Four weeks after the siRNA-PKCα injections, there are 100% lens dissolution and 100% PVR in the 250 nM group and 70%, 70%, 70%, and 50% PVR in the 500 nM, 750 nM, 1000 nM, and 1500 nM groups, respectively, which is significantly different from the negative group. Abnormalities in fundus appearance were related to the concentrations of siRNA-PKCα; a higher concentration of siRNA-PKCα resulted in a more normal fundus. Histological sections by hematoxylin-eosin staining of the eyes support the clinical observation. Immunofluorescence analysis showed that RPE65, glutamine synthase, glial acidic fibrillary protein, and α-smooth muscle actin were increasing in the retina with the decreasing concentration of siRNA-PKCα, indicating that intraocular siRNA-PKCα can partly inhibit changes of markers for glia cells, fibroblast cells, retinal pigment epithelium cells, and Müller cells in the process of PVR.

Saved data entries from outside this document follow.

//! The proximity graph artifact.

use petgraph::graph::{NodeIndex, UnGraph};
use petgraph::visit::Bfs;
use serde::{Deserialize, Serialize};

use crate::error::{QrmlError, Result};

/// Weighted undirected graph on point indices `0..n`.
///
/// Adjacency lists are sorted by neighbour index and symmetric.
#[derive(Clone, Debug, Serialize, Deserialize)]
pub struct ProximityGraph {
    adj: Vec<Vec<(usize, f64)>>,
    /// Per point: local PCA dimension after each prefix of the safe pass.
    pub safe_dims: Vec<Vec<usize>>,
}

impl ProximityGraph {
    /// Build from explicit undirected edges `(u, v, weight)`.
    ///
    /// Self-loops are dropped; duplicate edges keep the last weight.
    pub fn from_edges(n: usize, edges: &[(usize, usize, f64)]) -> Result<Self> {
        let mut adj: Vec<Vec<(usize, f64)>> = vec![Vec::new(); n];
        for &(u, v, w) in edges {
            if u >= n || v >= n {
                return Err(QrmlError::invalid(
                    "edges",
                    format!("edge ({u}, {v}) out of range for {n} vertices"),
                ));
            }
            if !(w.is_finite() && w >= 0.0) {
                return Err(QrmlError::invalid(
                    "edges",
                    format!("edge ({u}, {v}) has invalid weight {w}"),
                ));
            }
            if u == v {
                continue;
            }
            adj[u].push((v, w));
            adj[v].push((u, w));
        }
        for list in &mut adj {
            list.reverse();
            list.sort_by_key(|&(j, _)| j);
            list.dedup_by_key(|&mut (j, _)| j);
        }
        Ok(Self {
            adj,
            safe_dims: vec![Vec::new(); n],
        })
    }

    #[inline]
    pub fn len(&self) -> usize {
        self.adj.len()
    }

    #[inline]
    pub fn is_empty(&self) -> bool {
        self.adj.is_empty()
    }

    /// Neighbours of `i` with edge weights, ascending by index.
    #[inline]
    pub fn neighbours(&self, i: usize) -> &[(usize, f64)] {
        &self.adj[i]
    }

    pub fn neighbour_ids(&self, i: usize) -> impl Iterator<Item = usize> + '_ {
        self.adj[i].iter().map(|&(j, _)| j)
    }

    #[inline]
    pub fn degree(&self, i: usize) -> usize {
        self.adj[i].len()
    }

    pub fn weight(&self, i: usize, j: usize) -> Option<f64> {
        self.adj[i]
            .binary_search_by_key(&j, |&(k, _)| k)
            .ok()
            .map(|pos| self.adj[i][pos].1)
    }

    #[inline]
    pub fn has_edge(&self, i: usize, j: usize) -> bool {
        self.weight(i, j).is_some()
    }

    /// Undirected edges `(u, v, w)` with `u < v`.
    pub fn edges(&self) -> impl Iterator<Item = (usize, usize, f64)> + '_ {
        self.adj.iter().enumerate().flat_map(|(u, list)| {
            list.iter()
                .filter(move |&&(v, _)| u < v)
                .map(move |&(v, w)| (u, v, w))
        })
    }

    pub fn edge_count(&self) -> usize {
        self.adj.iter().map(Vec::len).sum::<usize>() / 2
    }

    /// petgraph view with node `i` ↔ `NodeIndex::new(i)`.
    pub fn to_petgraph(&self) -> UnGraph<(), f64> {
        let mut g = UnGraph::with_capacity(self.len(), self.edge_count());
        for _ in 0..self.len() {
            g.add_node(());
        }
        for (u, v, w) in self.edges() {
            g.add_edge(NodeIndex::new(u), NodeIndex::new(v), w);
        }
        g
    }

    /// Lowest vertex not reachable from vertex 0, if any.
    pub fn first_unreachable(&self) -> Option<usize> {
        if self.is_empty() {
            return None;
        }
        let g = self.to_petgraph();
        let mut seen = vec![false; self.len()];
        let mut bfs = Bfs::new(&g, NodeIndex::new(0));
        while let Some(nx) = bfs.next(&g) {
            seen[nx.index()] = true;
        }
        seen.iter().position(|s| !s)
    }

    pub fn is_connected(&self) -> bool {
        self.first_unreachable().is_none()
    }

    pub(crate) fn from_adjacency(adj: Vec<Vec<(usize, f64)>>, safe_dims: Vec<Vec<usize>>) -> Self {
        Self { adj, safe_dims }
    }
}
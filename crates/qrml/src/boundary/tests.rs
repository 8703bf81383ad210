use super::*;
use crate::graph::ShortestPaths;
use nalgebra::dvector;
use proptest::prelude::*;

fn flat_projection(points: &[[f64; 2]]) -> Projection {
    let n = points.len();
    Projection {
        coords: points.iter().map(|p| dvector![p[0], p[1]]).collect(),
        base: 0,
        target_dim: 2,
        paths: ShortestPaths {
            source: 0,
            dist: vec![0.0; n],
            pred: vec![None; n],
            order: (0..n).collect(),
            rank: (0..n).collect(),
        },
        solve_order: (0..n).collect(),
        references: vec![Vec::new(); n],
    }
}

fn lattice(w: usize, h: usize) -> Vec<[f64; 2]> {
    (0..h)
        .flat_map(|y| (0..w).map(move |x| [x as f64, y as f64]))
        .collect()
}

/// King-move graph on a `w × h` lattice with Euclidean weights.
fn king_graph(w: usize, h: usize) -> ProximityGraph {
    let mut edges = Vec::new();
    for y in 0..h {
        for x in 0..w {
            let a = y * w + x;
            if x + 1 < w {
                edges.push((a, a + 1, 1.0));
            }
            if y + 1 < h {
                edges.push((a, a + w, 1.0));
                if x + 1 < w {
                    edges.push((a, a + w + 1, 2.0f64.sqrt()));
                }
                if x > 0 {
                    edges.push((a, a + w - 1, 2.0f64.sqrt()));
                }
            }
        }
    }
    ProximityGraph::from_edges(w * h, &edges).unwrap()
}

fn ring_graph(n: usize, chords: &[(usize, usize)]) -> ProximityGraph {
    let mut edges: Vec<(usize, usize, f64)> = (0..n).map(|i| (i, (i + 1) % n, 1.0)).collect();
    edges.extend(chords.iter().map(|&(u, v)| (u, v, 1.0)));
    ProximityGraph::from_edges(n, &edges).unwrap()
}

#[test]
fn lattice_rim_is_traced_counter_clockwise() {
    let proj = flat_projection(&lattice(4, 4));
    let raw = boundary_cycle(&proj, 1.0).unwrap();
    assert_eq!(raw, vec![0, 1, 2, 3, 7, 11, 15, 14, 13, 12, 8, 4]);
    let pts: Vec<Vector2<f64>> = lattice(4, 4).iter().map(|p| Vector2::new(p[0], p[1])).collect();
    assert!((signed_area2(&pts, &raw) - 18.0).abs() < 1e-12);
}

#[test]
fn diagonal_edges_cut_the_corners() {
    let proj = flat_projection(&lattice(4, 4));
    let graph = king_graph(4, 4);
    let cfg = BoundaryCfg {
        alpha: 1.0,
        ..BoundaryCfg::default()
    };
    let b = extract(&proj, &graph, cfg).unwrap();
    assert_eq!(b.raw.len(), 12);
    assert_eq!(b.cycle, vec![1, 2, 7, 11, 14, 13, 8, 4]);
    assert!(b.tear_points.is_empty());
    assert!(!b.is_collapsed());
}

#[test]
fn punctured_lattice_has_two_cycles() {
    let pts: Vec<[f64; 2]> = lattice(5, 5)
        .into_iter()
        .filter(|p| *p != [2.0, 2.0])
        .collect();
    let proj = flat_projection(&pts);
    assert_eq!(
        boundary_cycle(&proj, 1.25),
        Err(QrmlError::MultipleBoundaryCycles {
            cycles: 2,
            alpha: 1.25
        })
    );
    // A coarser alpha fills the hole.
    assert_eq!(boundary_cycle(&proj, 0.9).unwrap().len(), 16);
}

#[test]
fn small_radius_means_no_boundary() {
    let proj = flat_projection(&lattice(4, 4));
    let cfg = BoundaryCfg {
        alpha: 10.0,
        ..BoundaryCfg::default()
    };
    let b = extract(&proj, &king_graph(4, 4), cfg).unwrap();
    assert!(b.raw.is_empty());
    assert!(b.is_collapsed());
}

#[test]
fn boundary_needs_a_planar_projection() {
    let mut proj = flat_projection(&lattice(3, 3));
    proj.target_dim = 3;
    assert_eq!(
        boundary_cycle(&proj, 1.0),
        Err(QrmlError::DimensionMismatch {
            expected: 2,
            found: 3
        })
    );
}

#[test]
fn cyclomatic_counts() {
    assert_eq!(cycle_count(3, &[(0, 1), (1, 2), (2, 0)]), 1);
    assert_eq!(
        cycle_count(6, &[(0, 1), (1, 2), (2, 0), (3, 4), (4, 5), (5, 3)]),
        2
    );
    assert_eq!(cycle_count(4, &[(0, 1), (1, 2)]), 0);
    assert_eq!(cycle_count(4, &[]), 0);
}

#[test]
fn chord_closes_a_loop() {
    let graph = ring_graph(10, &[(2, 5)]);
    let cycle: Vec<usize> = (0..10).collect();
    assert_eq!(clean_cycle(&cycle, &graph, 5), vec![0, 1, 2, 5, 6, 7, 8, 9]);
    // The chord spans three positions; a window of two does not see it.
    assert_eq!(clean_cycle(&cycle, &graph, 2), cycle);
}

#[test]
fn hub_collapses_the_cycle() {
    let chords: Vec<(usize, usize)> = (2..6).map(|j| (0, j)).collect();
    let graph = ring_graph(7, &chords);
    let cycle: Vec<usize> = (0..7).collect();
    assert!(clean_cycle(&cycle, &graph, 5).is_empty());
    // Without chords nothing is closable.
    assert_eq!(clean_cycle(&cycle, &ring_graph(7, &[]), 5), cycle);
}

#[test]
fn window_round_the_whole_cycle_collapses_it() {
    let cycle: Vec<usize> = (0..7).collect();
    let graph = ring_graph(7, &[]);
    // Offset 6 is the predecessor: its ring edge closes the cycle.
    assert!(clean_cycle(&cycle, &graph, 6).is_empty());
    assert!(clean_cycle(&cycle, &graph, 40).is_empty());
    assert_eq!(clean_cycle(&cycle, &graph, 5), cycle);
}

#[test]
fn stretched_neighbourhoods_are_tears() {
    let proj = flat_projection(&[[0.0, 0.0], [3.0, 0.0], [0.0, 1.0]]);
    let graph = ProximityGraph::from_edges(3, &[(0, 1, 1.0), (0, 2, 1.0)]).unwrap();
    assert_eq!(tear_points(&proj, &graph, 2.5), vec![1]);
    assert!(tear_points(&proj, &graph, 3.0).is_empty());
}

proptest! {
    #[test]
    fn cleaning_is_idempotent(
        n in 6usize..30,
        raw_chords in prop::collection::vec((0usize..30, 0usize..30), 0..12),
        tol in 2usize..8,
    ) {
        let chords: Vec<(usize, usize)> = raw_chords
            .into_iter()
            .map(|(u, v)| (u % n, v % n))
            .collect();
        let graph = ring_graph(n, &chords);
        let cycle: Vec<usize> = (0..n).collect();
        let once = clean_cycle(&cycle, &graph, tol);
        let twice = clean_cycle(&once, &graph, tol);
        prop_assert_eq!(&once, &twice);
        prop_assert!(once.windows(2).all(|w| w[0] < w[1]));
    }
}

Gene therapy with siRNA-PKCα could effectively inhibit PVR in mice and provide us with a novel therapeutic target on PVR.
评价小干扰 RNA 蛋白激酶 C-α(siRNA-PKCα)对Dispase 诱导的实验性增殖性玻璃体视网膜病变(PVR)的作用。

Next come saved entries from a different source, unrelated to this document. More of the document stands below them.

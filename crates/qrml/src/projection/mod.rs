//! Normal coordinates by shortest-path-ordered local reconstruction.
//!
//! Purpose
//! - Map every point to `R^t` (`t` = target dimension, 2 for the boundary
//!   stages) so that local angles and edge lengths around each point's
//!   shortest-path predecessor are preserved as well as possible.
//!
//! Algorithm
//! - Dijkstra from the base point fixes the processing order (the rank array
//!   of `graph::ShortestPaths`). The base sits at the origin; its neighbours
//!   are seeded by projecting their offsets onto the leading principal axes of
//!   the base neighbourhood, rescaled to the true edge length.
//! - Every other point `q` with predecessor `b` draws reference points from
//!   the neighbours of `b` strictly closer to the base than `q`, widened to
//!   their such neighbours (excluding `b`) when fewer than `t + k0` are
//!   available, and keeps the
//!   `t + k0` closest to `q` in the ambient space. The offset `x = q' − b'`
//!   solves `min ‖A x − y‖²` on the sphere `‖x‖ = ‖q − b‖`, where `y_i` is the
//!   ambient cosine between `c_i − b` and `q − b` and row `A_i` is the placed
//!   direction `(c'_i − b') / ‖c'_i − b'‖` scaled by `1 / ‖q − b‖`.
//!
//! Invariants
//! - A point is solved only after its predecessor and every reference point,
//!   and every reference point is strictly closer to the base (a predecessor
//!   across a zero-length edge may tie); `Projection::references`,
//!   `Projection::solve_order` and `Projection::paths` make this checkable.
//!
//! Split: `solve.rs` (sphere-constrained least squares).

mod solve;

use nalgebra::DVector;
use serde::{Deserialize, Serialize};

use crate::cfg::ProjectionCfg;
use crate::cloud::Pointcloud;
use crate::dimension::DimensionEstimate;
use crate::error::{QrmlError, Result};
use crate::graph::{shortest_paths, ProximityGraph, ShortestPaths};
use crate::pca::Pca;

pub use solve::sphere_lsq;

/// Offsets shorter than this are treated as coincident points.
const COINCIDENT_EPS: f64 = 1e-12;

/// Low-dimensional coordinates plus the ordering artifact they were built from.
#[derive(Clone, Debug, Serialize, Deserialize)]
pub struct Projection {
    /// Coordinates in `R^target_dim`, indexed by point.
    pub coords: Vec<DVector<f64>>,
    pub base: usize,
    pub target_dim: usize,
    /// Shortest-path tree from `base`: distances, predecessors, rank array.
    pub paths: ShortestPaths,
    /// Points in the order their coordinates were fixed.
    pub solve_order: Vec<usize>,
    /// Per point: predecessor followed by the selected reference points
    /// (empty for the base, `[base]` for seeded neighbours).
    pub references: Vec<Vec<usize>>,
}

impl Projection {
    pub fn len(&self) -> usize {
        self.coords.len()
    }

    pub fn is_empty(&self) -> bool {
        self.coords.is_empty()
    }

    pub fn coord(&self, i: usize) -> &DVector<f64> {
        &self.coords[i]
    }

    /// Euclidean distance between two projected points.
    pub fn distance(&self, i: usize, j: usize) -> f64 {
        (&self.coords[i] - &self.coords[j]).norm()
    }

    /// Whether every point was solved after all of its references and each
    /// reference lies strictly closer to the base.
    pub fn respects_order(&self) -> bool {
        let mut pos = vec![usize::MAX; self.len()];
        for (r, &v) in self.solve_order.iter().enumerate() {
            pos[v] = r;
        }
        let dist = &self.paths.dist;
        let closer = |c: usize, q: usize| {
            dist[c] < dist[q] || (self.paths.pred[q] == Some(c) && dist[c] <= dist[q])
        };
        self.references.iter().enumerate().all(|(q, refs)| {
            refs.iter()
                .all(|&c| pos[c] != usize::MAX && pos[c] < pos[q] && closer(c, q))
        })
    }
}

/// Target dimension of a projection run.
pub fn target_dim(estimate: &DimensionEstimate, ambient: usize, cfg: ProjectionCfg) -> Result<usize> {
    let t = if cfg.two_d { 2 } else { estimate.global };
    if t == 0 || t > ambient {
        return Err(QrmlError::invalid(
            "target_dim",
            format!("{t} is outside 1..={ambient}"),
        ));
    }
    Ok(t)
}

/// Compute normal coordinates of `cloud` anchored at `base`.
pub fn project(
    graph: &ProximityGraph,
    cloud: &Pointcloud,
    estimate: &DimensionEstimate,
    base: usize,
    cfg: ProjectionCfg,
) -> Result<Projection> {
    cfg.validate()?;
    let n = cloud.len();
    if graph.len() != n {
        return Err(QrmlError::DimensionMismatch {
            expected: n,
            found: graph.len(),
        });
    }
    if base >= n {
        return Err(QrmlError::invalid(
            "base_point",
            format!("{base} is out of range for {n} points"),
        ));
    }
    let t = target_dim(estimate, cloud.dim(), cfg)?;

    let paths = shortest_paths(graph, base);
    if paths.order.len() < n {
        let unreachable = paths.rank.iter().position(|&r| r == usize::MAX).unwrap_or(0);
        return Err(QrmlError::invalid(
            "graph",
            format!("point {unreachable} is unreachable from base {base}"),
        ));
    }

    let mut coords: Vec<Option<DVector<f64>>> = vec![None; n];
    let mut references = vec![Vec::new(); n];
    let mut solve_order = Vec::with_capacity(n);

    coords[base] = Some(DVector::zeros(t));
    solve_order.push(base);
    seed_neighbours(graph, cloud, base, t, cfg.k0, &mut coords)?;
    for &j in &paths.order {
        if j != base && coords[j].is_some() {
            references[j] = vec![base];
            solve_order.push(j);
        }
    }

    for &q in &paths.order {
        if coords[q].is_some() {
            continue;
        }
        let Some(b) = paths.pred[q] else {
            continue;
        };
        let pool = reference_pool(graph, cloud, &coords, &paths.dist, q, b, t, cfg.k0)?;
        let b_coord = coords[b].clone().unwrap_or_else(|| DVector::zeros(t));
        let x = solve_offset(cloud, &coords, q, b, &b_coord, &pool, t);
        coords[q] = Some(b_coord + x);
        let mut refs = Vec::with_capacity(pool.len() + 1);
        refs.push(b);
        refs.extend_from_slice(&pool);
        references[q] = refs;
        solve_order.push(q);
    }

    let coords: Vec<DVector<f64>> = coords
        .into_iter()
        .map(|c| c.unwrap_or_else(|| DVector::zeros(t)))
        .collect();
    tracing::info!(
        base,
        target_dim = t,
        k0 = cfg.k0,
        radius = paths.eccentricity(),
        "projection computed"
    );
    Ok(Projection {
        coords,
        base,
        target_dim: t,
        paths,
        solve_order,
        references,
    })
}

/// Place the neighbours of `base` in the span of the leading principal axes.
fn seed_neighbours(
    graph: &ProximityGraph,
    cloud: &Pointcloud,
    base: usize,
    t: usize,
    k0: usize,
    coords: &mut [Option<DVector<f64>>],
) -> Result<()> {
    let nbrs: Vec<usize> = graph.neighbour_ids(base).collect();
    if nbrs.len() < t {
        return Err(QrmlError::InsufficientNeighbors {
            point: base,
            found: nbrs.len(),
            required: t,
            target_dim: t,
            k0,
        });
    }
    let p = cloud.point(base);
    let offsets: Vec<DVector<f64>> = nbrs.iter().map(|&j| cloud.point(j) - p).collect();
    let Some(pca) = Pca::fit(&offsets) else {
        // Isolated base with a zero target is rejected above.
        return Ok(());
    };
    let axes = pca.axes.columns(0, t);
    for (&j, off) in nbrs.iter().zip(&offsets) {
        let len = off.norm();
        let proj = axes.transpose() * off;
        let pn = proj.norm();
        let c = if pn > COINCIDENT_EPS {
            proj * (len / pn)
        } else {
            let mut e = DVector::zeros(t);
            e[0] = len;
            e
        };
        coords[j] = Some(c);
    }
    Ok(())
}

/// The `t + k0` placed points closest to `q` around predecessor `b`, all
/// strictly closer to the base than `q`.
#[allow(clippy::too_many_arguments)]
fn reference_pool(
    graph: &ProximityGraph,
    cloud: &Pointcloud,
    coords: &[Option<DVector<f64>>],
    dist: &[f64],
    q: usize,
    b: usize,
    t: usize,
    k0: usize,
) -> Result<Vec<usize>> {
    let m = t + k0;
    // Seeded base neighbours are placed early but may lie further out than q.
    let placed = |j: usize| coords[j].is_some() && dist[j] < dist[q];
    let mut pool: Vec<usize> = graph.neighbour_ids(b).filter(|&j| placed(j)).collect();
    if pool.len() < m {
        let direct = pool.clone();
        for c in direct {
            for j in graph.neighbour_ids(c) {
                if j != b && placed(j) && !pool.contains(&j) {
                    pool.push(j);
                }
            }
        }
    }
    if pool.len() < m {
        return Err(QrmlError::InsufficientNeighbors {
            point: q,
            found: pool.len(),
            required: m,
            target_dim: t,
            k0,
        });
    }
    pool.sort_by(|&i, &j| {
        cloud
            .distance(q, i)
            .partial_cmp(&cloud.distance(q, j))
            .unwrap_or(std::cmp::Ordering::Equal)
            .then(i.cmp(&j))
    });
    pool.truncate(m);
    Ok(pool)
}

/// Offset `q' − b'` from the sphere-constrained least-squares fit.
fn solve_offset(
    cloud: &Pointcloud,
    coords: &[Option<DVector<f64>>],
    q: usize,
    b: usize,
    b_coord: &DVector<f64>,
    pool: &[usize],
    t: usize,
) -> DVector<f64> {
    let qb = cloud.point(q) - cloud.point(b);
    let r = qb.norm();
    if r <= COINCIDENT_EPS {
        return DVector::zeros(t);
    }
    let mut rows: Vec<(DVector<f64>, f64)> = Vec::with_capacity(pool.len());
    for &c in pool {
        let Some(c_coord) = coords[c].as_ref() else {
            continue;
        };
        let u = cloud.point(c) - cloud.point(b);
        let u_prime = c_coord - b_coord;
        let (un, upn) = (u.norm(), u_prime.norm());
        if un <= COINCIDENT_EPS || upn <= COINCIDENT_EPS {
            continue;
        }
        rows.push((u_prime / (upn * r), u.dot(&qb) / (un * r)));
    }
    let a = nalgebra::DMatrix::from_fn(rows.len(), t, |i, j| rows[i].0[j]);
    let y = DVector::from_iterator(rows.len(), rows.iter().map(|(_, yi)| *yi));
    sphere_lsq(&a, &y, r)
}

#[cfg(test)]
mod tests;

C57BL/6 小鼠 PVR 模型(4-6 周龄)通过玻璃体内注射 Dispase 诱导,然后均等分为 6 组。1 周后,5 个治疗组分别接受 2 μL、浓度为 250 nM、500 nM、750 nM、1000 nM 和 1500 nM 的 siRNA-PKCα 玻璃体腔内注射,阴性对照组接受 2 μL、浓度为 500 nM 的非沉默 siRNA。使用方波电穿孔仪转染 siRNA-PKCα。定期进行晶状体清晰度和眼底的眼部观察。在 4 周观察期结束时,将小鼠眼球取出并包埋在最佳切割温度中,进行组织学和免疫荧光分析。
siRNA-PKCα 注射后 4 周,250 nM 组 100%晶状体溶解和 100%PVR,500 nM、750 nM、1000 nM 和 1500 nM 组分别为 70%、70%、70%和 50%PVR,与阴性组相比差异有统计学意义。眼底外观异常与 siRNA-PKCα 的浓度有关;siRNA-PKCα 浓度越高,眼底越正常。眼组织学切片的苏木精-伊红染色支持临床观察。免疫荧光分析显示,随着 siRNA-PKCα 浓度的降低,RPE65、谷氨酰胺合成酶、胶质酸性纤维蛋白和α-平滑肌肌动蛋白在视网膜中增加,表明眼内 siRNA-PKCα 可部分抑制 PVR 过程中胶质细胞、成纤维细胞、视网膜色素上皮细胞和 Müller 细胞标志物的变化。
siRNA-PKCα 基因治疗可有效抑制小鼠 PVR,为 PVR 提供新的治疗靶点。